Supplied material:
▶
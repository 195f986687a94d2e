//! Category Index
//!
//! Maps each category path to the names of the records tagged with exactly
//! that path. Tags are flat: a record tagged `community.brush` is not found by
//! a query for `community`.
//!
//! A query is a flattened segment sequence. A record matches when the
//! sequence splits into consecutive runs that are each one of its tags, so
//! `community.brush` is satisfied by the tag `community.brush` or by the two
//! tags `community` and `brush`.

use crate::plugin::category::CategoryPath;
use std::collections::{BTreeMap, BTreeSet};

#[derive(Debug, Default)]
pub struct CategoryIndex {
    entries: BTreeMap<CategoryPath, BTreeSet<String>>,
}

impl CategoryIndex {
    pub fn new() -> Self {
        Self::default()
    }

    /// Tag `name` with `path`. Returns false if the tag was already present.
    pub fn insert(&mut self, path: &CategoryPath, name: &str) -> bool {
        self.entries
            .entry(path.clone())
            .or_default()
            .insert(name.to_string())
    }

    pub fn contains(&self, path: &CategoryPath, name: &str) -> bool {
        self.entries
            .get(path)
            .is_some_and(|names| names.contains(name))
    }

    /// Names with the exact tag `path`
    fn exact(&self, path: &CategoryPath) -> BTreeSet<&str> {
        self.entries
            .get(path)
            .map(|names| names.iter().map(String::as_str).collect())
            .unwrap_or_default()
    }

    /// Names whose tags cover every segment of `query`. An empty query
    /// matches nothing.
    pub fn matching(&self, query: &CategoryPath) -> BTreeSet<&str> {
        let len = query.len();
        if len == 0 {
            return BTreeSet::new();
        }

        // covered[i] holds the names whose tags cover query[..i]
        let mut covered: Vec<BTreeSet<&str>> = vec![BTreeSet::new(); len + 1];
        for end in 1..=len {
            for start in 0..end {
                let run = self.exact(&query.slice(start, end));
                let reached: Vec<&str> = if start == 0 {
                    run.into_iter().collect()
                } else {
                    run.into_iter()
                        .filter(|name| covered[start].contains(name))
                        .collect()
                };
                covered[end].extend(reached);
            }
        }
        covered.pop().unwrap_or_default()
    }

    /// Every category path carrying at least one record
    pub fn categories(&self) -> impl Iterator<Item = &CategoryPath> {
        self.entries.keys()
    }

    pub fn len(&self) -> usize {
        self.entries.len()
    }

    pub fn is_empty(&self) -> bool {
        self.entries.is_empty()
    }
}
◀
Task prompt:
Only the number is required: state how many lines of the entries hold the word "segment".

Exercise solution:
2